DG Alert
The use of statins appears to be associated with a lower mortality risk and a lower incidence of mechanical ventilation in patients hospitalised with coronavirus disease 2019 (COVID-19), according to a study published in Cell Metabolism.
The large-scale retrospective study also showed that mortality risk and other negative outcomes were not increased by combination therapy consisting of statins and angiotensin-converting enzyme (ACE) inhibitors or angiotensin II receptor blockers (ARBs).
“These data provide supportive evidence for the safety of statin or combination of a statin with ACE inhibitors/ARBs for treatment in patients with COVID-19,” Xiao-Jing Zhang, Wuhan University, Wuhan, China, and colleagues wrote. They added that these findings “give support for the completion of on-going prospective studies and randomised controlled trials involving statin treatment for COVID-19, which are needed to further validate the utility of this class of drugs to combat the mortality of this pandemic.”

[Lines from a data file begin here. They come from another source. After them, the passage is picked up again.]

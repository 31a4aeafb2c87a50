//! Node location used to tag the join request

use async_trait::async_trait;
use serde::{Deserialize, Serialize};
use std::fmt;
use std::str::FromStr;

/// Where the operator says this node sits relative to the spinner
///
/// Advisory only: it is logged on attach and never changes the
/// coordinates a [`Geolocator`] returns.
#[derive(Debug, Clone, Copy, Default, PartialEq, Eq, Serialize, Deserialize)]
#[serde(rename_all = "lowercase")]
pub enum LocationHint {
    Close,
    Far,
    #[default]
    Default,
}

impl FromStr for LocationHint {
    type Err = String;

    fn from_str(s: &str) -> Result<Self, Self::Err> {
        match s.to_ascii_lowercase().as_str() {
            "close" => Ok(LocationHint::Close),
            "far" => Ok(LocationHint::Far),
            "default" => Ok(LocationHint::Default),
            other => Err(format!(
                "unknown location {:?} (expected close, far or default)",
                other
            )),
        }
    }
}

impl fmt::Display for LocationHint {
    fn fmt(&self, f: &mut fmt::Formatter<'_>) -> fmt::Result {
        f.write_str(match self {
            LocationHint::Close => "close",
            LocationHint::Far => "far",
            LocationHint::Default => "default",
        })
    }
}

#[derive(Debug, Clone, Copy, Default, PartialEq, Serialize, Deserialize)]
pub struct Coordinates {
    pub latitude: f64,
    pub longitude: f64,
}

impl Coordinates {
    pub fn new(latitude: f64, longitude: f64) -> Self {
        Self {
            latitude,
            longitude,
        }
    }

    pub fn is_valid(&self) -> bool {
        (-90.0..=90.0).contains(&self.latitude) && (-180.0..=180.0).contains(&self.longitude)
    }
}

#[async_trait]
pub trait Geolocator: Send + Sync {
    /// Coordinates for the node reachable at `address`
    async fn locate(&self, address: &str) -> Coordinates;
}

/// Returns the configured coordinates for every lookup
#[derive(Debug, Clone, Default)]
pub struct StaticGeolocator {
    coordinates: Coordinates,
}

impl StaticGeolocator {
    pub fn new(coordinates: Coordinates) -> Self {
        Self { coordinates }
    }
}

#[async_trait]
impl Geolocator for StaticGeolocator {
    async fn locate(&self, _address: &str) -> Coordinates {
        self.coordinates
    }
}
//! gRPC client for the spinner service
//!
//! One channel is established up front and shared by every call. There is no
//! reconnect: a broken channel surfaces as a stream or call error and ends the
//! session.

use super::{Scheduler, TaskStream};
use crate::error::{CaptainError, Result};
use crate::proto::{JoinRequest, NodeInfo, SpinnerClient, TaskLog};
use async_trait::async_trait;
use futures::StreamExt;
use std::time::Duration;
use tokio::sync::mpsc;
use tokio_stream::wrappers::ReceiverStream;
use tonic::transport::Channel;
use tracing::{debug, info, warn};

/// Buffered log chunks per task before the executor waits on the stream
const TASK_LOG_BUFFER: usize = 64;

#[derive(Debug, Clone)]
pub struct ClientConfig {
    /// Spinner URL (e.g. "http://spinner:50051")
    pub endpoint: String,
    pub connect_timeout: Duration,
    pub keepalive_interval: Duration,
    pub keepalive_timeout: Duration,
}

impl Default for ClientConfig {
    fn default() -> Self {
        Self {
            endpoint: "http://localhost:50051".to_string(),
            connect_timeout: Duration::from_secs(10),
            keepalive_interval: Duration::from_secs(30),
            keepalive_timeout: Duration::from_secs(10),
        }
    }
}

impl ClientConfig {
    pub fn new(endpoint: impl Into<String>) -> Self {
        Self {
            endpoint: endpoint.into(),
            ..Default::default()
        }
    }

    pub fn connect_timeout(mut self, timeout: Duration) -> Self {
        self.connect_timeout = timeout;
        self
    }

    fn validate(&self) -> Result<()> {
        let url = url::Url::parse(&self.endpoint).map_err(|e| self.connect_error(e))?;
        match url.scheme() {
            "http" | "https" => {}
            other => return Err(self.connect_error(format!("unsupported scheme {}", other))),
        }
        if url.host_str().is_none() {
            return Err(self.connect_error("no host in endpoint URL"));
        }
        Ok(())
    }

    fn connect_error(&self, reason: impl ToString) -> CaptainError {
        CaptainError::Connect {
            endpoint: self.endpoint.clone(),
            reason: reason.to_string(),
        }
    }
}

/// Spinner client over a single tonic channel
#[derive(Clone)]
pub struct GrpcScheduler {
    client: SpinnerClient<Channel>,
    endpoint: String,
}

impl GrpcScheduler {
    /// Establish the channel to the spinner
    pub async fn connect(config: ClientConfig) -> Result<Self> {
        config.validate()?;

        let channel = Channel::from_shared(config.endpoint.clone())
            .map_err(|e| config.connect_error(e))?
            .connect_timeout(config.connect_timeout)
            .http2_keep_alive_interval(config.keepalive_interval)
            .keep_alive_timeout(config.keepalive_timeout)
            .keep_alive_while_idle(true)
            .connect()
            .await
            .map_err(|e| config.connect_error(e))?;

        info!(endpoint = %config.endpoint, "Connected to spinner");

        Ok(Self {
            client: SpinnerClient::new(channel),
            endpoint: config.endpoint,
        })
    }
}

#[async_trait]
impl Scheduler for GrpcScheduler {
    async fn attach(&self, request: JoinRequest) -> std::result::Result<TaskStream, tonic::Status> {
        let mut client = self.client.clone();
        let stream = client.attach(request).await?.into_inner();
        Ok(stream.boxed())
    }

    async fn open_task_log(&self) -> std::result::Result<mpsc::Sender<TaskLog>, tonic::Status> {
        let (tx, rx) = mpsc::channel(TASK_LOG_BUFFER);
        let mut client = self.client.clone();
        let endpoint = self.endpoint.clone();

        // The call completes once the executor drops its sender
        tokio::spawn(async move {
            match client.run(ReceiverStream::new(rx)).await {
                Ok(response) => {
                    let response = response.into_inner();
                    debug!(
                        success = response.success,
                        message = %response.message,
                        "Task log stream closed"
                    );
                }
                Err(status) => {
                    warn!(endpoint = %endpoint, error = %status, "Task log stream failed");
                }
            }
        });

        Ok(tx)
    }

    async fn update(&self, status: NodeInfo) -> std::result::Result<(), tonic::Status> {
        let mut client = self.client.clone();
        let response = client.update(status).await?.into_inner();
        if !response.success {
            debug!(
                endpoint = %self.endpoint,
                message = %response.message,
                "Spinner did not accept status update"
            );
        }
        Ok(())
    }
}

For the study, the research retrospectively analysed data from 13,981 patients with COVID-19 admitted to 21 hospitals in the Hubei Province of China. Of the patients, 1,219 received statins, primarily atorvastatin. Among patients with hypertension, 319 received statins and an ACE inhibitor or ARB, and 603 used statins combined with other antihypertensive drugs.
The risk for 28-day all-cause mortality was 5.2% among patients who received statins and 9.4% in patients who did not. Statin use was also associated with lower levels of certain inflammation biomarkers and a lower incidence of acute respiratory distress syndrome and admission to intensive care units.
Among patients with hypertension, the incidence of 28-day mortality was 0.16 cases per 100 person-days versus 0.26 per 100 person-days in the statin with ACE inhibitor/ARB group and the statin with non-ACE inhibitor/ARB group, respectively, with the IRR of 0.62 (95% CI, 0.34-1.14; P = 0.119). Using a Cox model with statin and ACE inhibitor/ARB as time-varying exposures, the authors noted there was no significant association between ACE inhibitor/ARB therapy and 28-day mortality in individuals with hypertension and statin treatment (aHR, 0.48; 95% CI, 0.21-1.07; P = 0.074).
“Although the use of an ACE inhibitor or ARB was once speculated to be potentially harmful in patients with COVID-19, numerous observational studies have shown either a protective or neutral effect on mortality,” the authors noted. “Several professional societies have recommended the continuation use of ACE inhibitors and ARBs in patients with COVID-19 and pre-existing hypertension,” they added.
“To our knowledge, the results from this study were the first clinical evidence [that] supports the notion that the risk of COVID-19 mortality was not increased by using ACE inhibitors or ARB in combination with statin treatment in individuals with COVID-19,” the authors wrote.
The authors cited the inherent limitation of a retrospective study, making it impossible to infer causality in the association between the use of statins and ACE inhibitor/ARB and the ameliorated severity and mortality in COVID-19. Moreover, they also noted that “some unforeseen confounders (e.g., prehospital medication and socioeconomic status) may still potentially alter the magnitude of statin effects on all-cause mortality of COVID-19” although multiple statistical models were used to adjust for potential bias and a sensitivity analysis was performed to show that the overall unmeasured confounders were unlikely to undermine the study’s main conclusion.